Talk given at the 23rd Annual Meeting of the Society for Biological Systematics GfBS, Greifswald (virtual), Germany, Mar. 21-24, 2022.

Statistical Genetics, March 23, 2022

Abstract

Currently, the post-2020 Global Biodiversity Framework (GBF) and its monitoring strategy are under intense development and discussion in preparation for their adoption by the Conference of the Parties (COP15-2) of the UN Convention on Biological Diversity (CBD) later this year.

Expert input submitted by bioDISCOVERY and GeoBon to the Secretariat of the CBD in January 2022 summarizes the conclusions drawn from today’s scientific data and knowledge for policy-makers in the title of its report as “Transformative actions on all drivers of biodiversity loss are urgently required to achieve the global goals by 2050” (Leadley et al. 2022).

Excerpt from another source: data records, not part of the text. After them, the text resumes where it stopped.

#[cfg(test)]
mod tests {
    use super::*;
    use confmesh_state::StateError;
    use std::sync::Mutex;
    use std::sync::atomic::AtomicUsize;

    /// In-memory message source with a failure switch and a read counter.
    #[derive(Default)]
    struct FakeSource {
        messages: Mutex<Vec<ReleaseMessage>>,
        reads: AtomicUsize,
        fail: AtomicBool,
    }

    impl FakeSource {
        fn push(&self, id: u64, key: &str) {
            self.messages.lock().unwrap().push(msg(id, key));
        }

        fn reads(&self) -> usize {
            self.reads.load(Ordering::SeqCst)
        }
    }

    impl MessageSource for FakeSource {
        fn messages_after(
            &self,
            greater_than: u64,
            limit: usize,
        ) -> StateResult<Vec<ReleaseMessage>> {
            self.reads.fetch_add(1, Ordering::SeqCst);
            if self.fail.load(Ordering::SeqCst) {
                return Err(StateError::Read("storage unavailable".to_string()));
            }
            let mut rows: Vec<ReleaseMessage> = self
                .messages
                .lock()
                .unwrap()
                .iter()
                .filter(|m| m.id > greater_than)
                .cloned()
                .collect();
            rows.sort_by_key(|m| m.id);
            rows.truncate(limit);
            Ok(rows)
        }
    }

    fn msg(id: u64, key: &str) -> ReleaseMessage {
        ReleaseMessage {
            id,
            message: key.to_string(),
            created_at: 0,
        }
    }

    fn cache_over(source: Arc<FakeSource>) -> ReleaseMessageCache {
        ReleaseMessageCache::new(source)
    }

    // ── Merge semantics ────────────────────────────────────────────

    #[test]
    fn merge_is_monotonic_regardless_of_delivery_order() {
        let cache = cache_over(Arc::new(FakeSource::default()));

        for id in [5u64, 3, 7, 6] {
            cache.merge(&msg(id, "app+default+application"));
        }

        let latest = cache.find_latest(&["app+default+application"]).unwrap();
        assert_eq!(latest.id, 7);
        assert_eq!(cache.watermark(), 7);
    }

    #[test]
    fn merge_is_idempotent() {
        let cache = cache_over(Arc::new(FakeSource::default()));

        cache.merge(&msg(4, "app+default+application"));
        cache.merge(&msg(4, "app+default+application"));

        assert_eq!(cache.find_latest_per_key(&["app+default+application"]).len(), 1);
        assert_eq!(cache.watermark(), 4);
    }

    #[test]
    fn find_latest_picks_max_across_keys() {
        let cache = cache_over(Arc::new(FakeSource::default()));
        cache.merge(&msg(1, "a"));
        cache.merge(&msg(3, "b"));
        cache.merge(&msg(2, "c"));

        assert_eq!(cache.find_latest(&["a", "b", "c"]).unwrap().id, 3);
        assert_eq!(cache.find_latest(&["a", "c"]).unwrap().id, 2);
        assert!(cache.find_latest(&["nope"]).is_none());
        assert!(cache.find_latest(&[]).is_none());
    }

    #[test]
    fn find_latest_per_key_omits_missing() {
        let cache = cache_over(Arc::new(FakeSource::default()));
        cache.merge(&msg(1, "a"));
        cache.merge(&msg(2, "b"));

        let mut ids: Vec<u64> = cache
            .find_latest_per_key(&["a", "b", "missing"])
            .iter()
            .map(|m| m.id)
            .collect();
        ids.sort_unstable();
        assert_eq!(ids, vec![1, 2]);
    }

    // ── Warm-up & backfill ─────────────────────────────────────────

    #[test]
    fn warm_up_loads_everything_and_marks_initialized() {
        let source = Arc::new(FakeSource::default());
        for id in 1..=10 {
            source.push(id, &format!("key-{}", id % 3));
        }
        let cache = cache_over(source.clone());

        assert!(!cache.is_initialized());
        cache.warm_up().unwrap();
        assert!(cache.is_initialized());
        assert_eq!(cache.watermark(), 10);
        // Three distinct keys, each holding its newest id.
        assert_eq!(cache.find_latest_per_key(&["key-0", "key-1", "key-2"]).len(), 3);
    }

    #[test]
    fn backfill_pages_through_large_backlog() {
        let source = Arc::new(FakeSource::default());
        for id in 1..=1200 {
            source.push(id, &format!("key-{}", id % 7));
        }
        let cache = cache_over(source.clone());

        cache.warm_up().unwrap();

        assert_eq!(cache.watermark(), 1200);
        // Two full pages plus one short page.
        assert_eq!(source.reads(), 3);
    }

    #[test]
    fn warm_up_failure_leaves_cache_uninitialized() {
        let source = Arc::new(FakeSource::default());
        source.fail.store(true, Ordering::SeqCst);
        let cache = cache_over(source.clone());

        assert!(cache.warm_up().is_err());
        assert!(!cache.is_initialized());
        assert_eq!(cache.watermark(), 0);
    }

    // ── Push handling ──────────────────────────────────────────────

    #[test]
    fn contiguous_push_merges_without_storage_read() {
        let source = Arc::new(FakeSource::default());
        for id in 1..=10 {
            source.push(id, "app+default+application");
        }
        let cache = cache_over(source.clone());
        cache.warm_up().unwrap();
        let reads_after_warm_up = source.reads();

        cache
            .on_message_published(&msg(11, "app+default+db"), RELEASE_CHANNEL)
            .unwrap();

        assert_eq!(source.reads(), reads_after_warm_up);
        assert_eq!(cache.watermark(), 11);
        assert_eq!(cache.find_latest(&["app+default+db"]).unwrap().id, 11);
    }

    #[test]
    fn gap_triggers_backfill_from_watermark() {
        let source = Arc::new(FakeSource::default());
        for id in 1..=10 {
            source.push(id, "app+default+application");
        }
        let cache = cache_over(source.clone());
        cache.warm_up().unwrap();
        assert_eq!(cache.watermark(), 10);

        // Ids 11..13 land in storage but only 13 is pushed.
        source.push(11, "key-11");
        source.push(12, "key-12");
        source.push(13, "key-13");
        cache
            .on_message_published(&msg(13, "key-13"), RELEASE_CHANNEL)
            .unwrap();

        assert_eq!(cache.watermark(), 13);
        assert_eq!(cache.find_latest_per_key(&["key-11", "key-12", "key-13"]).len(), 3);
    }

    #[test]
    fn stale_and_duplicate_pushes_are_no_ops() {
        let source = Arc::new(FakeSource::default());
        let cache = cache_over(source.clone());
        cache.merge(&msg(5, "a"));
        let reads = source.reads();

        cache.on_message_published(&msg(5, "a"), RELEASE_CHANNEL).unwrap();
        cache.on_message_published(&msg(3, "a"), RELEASE_CHANNEL).unwrap();

        assert_eq!(cache.watermark(), 5);
        assert_eq!(cache.find_latest(&["a"]).unwrap().id, 5);
        assert_eq!(source.reads(), reads);
    }

    #[test]
    fn foreign_channel_and_empty_key_are_ignored() {
        let source = Arc::new(FakeSource::default());
        let cache = cache_over(source.clone());

        cache.on_message_published(&msg(1, "a"), "other.topic").unwrap();
        cache.on_message_published(&msg(1, ""), RELEASE_CHANNEL).unwrap();

        assert_eq!(cache.watermark(), 0);
        assert!(cache.find_latest(&["a"]).is_none());
    }

    #[test]
    fn gap_backfill_surfaces_storage_error_without_corrupting_watermark() {
        let source = Arc::new(FakeSource::default());
        source.push(1, "a");
        let cache = cache_over(source.clone());
        cache.warm_up().unwrap();

        source.fail.store(true, Ordering::SeqCst);
        let result = cache.on_message_published(&msg(3, "b"), RELEASE_CHANNEL);

        assert!(result.is_err());
        assert_eq!(cache.watermark(), 1);

        // Recovery: the next gap push backfills cleanly.
        source.fail.store(false, Ordering::SeqCst);
        source.push(2, "b");
        source.push(3, "c");
        cache.on_message_published(&msg(3, "c"), RELEASE_CHANNEL).unwrap();
        assert_eq!(cache.watermark(), 3);
    }

    // ── Scanner ────────────────────────────────────────────────────

    /// Sleep-based wait so the paused clock keeps auto-advancing: a busy
    /// yield loop would keep the runtime ready and freeze virtual time.
    async fn wait_for(mut condition: impl FnMut() -> bool) {
        tokio::time::timeout(Duration::from_secs(60), async {
            while !condition() {
                tokio::time::sleep(Duration::from_millis(50)).await;
            }
        })
        .await
        .expect("condition not reached in time");
    }

    #[tokio::test(start_paused = true)]
    async fn scanner_heals_gaps_until_push_confirms_delivery() {
        let source = Arc::new(FakeSource::default());
        let cache = Arc::new(cache_over(source.clone()));
        cache.warm_up().unwrap();

        let (_shutdown_tx, shutdown_rx) = watch::channel(false);
        let handle = cache.clone().spawn_scanner(Duration::from_secs(1), shutdown_rx);

        // The scanner polls storage and picks up rows written behind
        // the cache's back.
        source.push(1, "a");
        let c = cache.clone();
        wait_for(move || c.watermark() == 1).await;

        // First push disables the scanner for good.
        cache.on_message_published(&msg(2, "b"), RELEASE_CHANNEL).unwrap();
        tokio::time::timeout(Duration::from_secs(60), handle)
            .await
            .expect("scanner did not stop after push")
            .unwrap();

        let reads_after_stop = source.reads();
        tokio::time::sleep(Duration::from_secs(30)).await;
        assert_eq!(source.reads(), reads_after_stop);
    }

    #[tokio::test(start_paused = true)]
    async fn scanner_retries_after_storage_error() {
        let source = Arc::new(FakeSource::default());
        source.fail.store(true, Ordering::SeqCst);
        let cache = Arc::new(cache_over(source.clone()));

        let (_shutdown_tx, shutdown_rx) = watch::channel(false);
        let _handle = cache.clone().spawn_scanner(Duration::from_secs(1), shutdown_rx);

        // At least two failed attempts prove the retry loop.
        let s = source.clone();
        wait_for(move || s.reads() >= 2).await;

        source.fail.store(false, Ordering::SeqCst);
        source.push(1, "a");
        let c = cache.clone();
        wait_for(move || c.watermark() == 1).await;
    }

    #[tokio::test(start_paused = true)]
    async fn scanner_stops_on_shutdown_signal() {
        let source = Arc::new(FakeSource::default());
        let cache = Arc::new(cache_over(source.clone()));

        let (shutdown_tx, shutdown_rx) = watch::channel(false);
        let handle = cache.clone().spawn_scanner(Duration::from_secs(1), shutdown_rx);

        shutdown_tx.send(true).unwrap();
        tokio::time::timeout(Duration::from_secs(60), handle)
            .await
            .expect("scanner did not stop on shutdown")
            .unwrap();
    }
}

Policy-makers see a comprehensive, ambitious and actionable post-2020 GBF monitoring framework that is rooted in science as a key tool for guiding, driving and mainstreaming the required transformation. They welcome the contributions of scientists, have identified “very clearly” the importance of data and metadata, and hence the need for investments into monitoring at the local, national and global levels. The goal is a distributed and federated Global Biodiversity Observation System (GBiOS) for the collection of global reference data, similar to the climate reference network.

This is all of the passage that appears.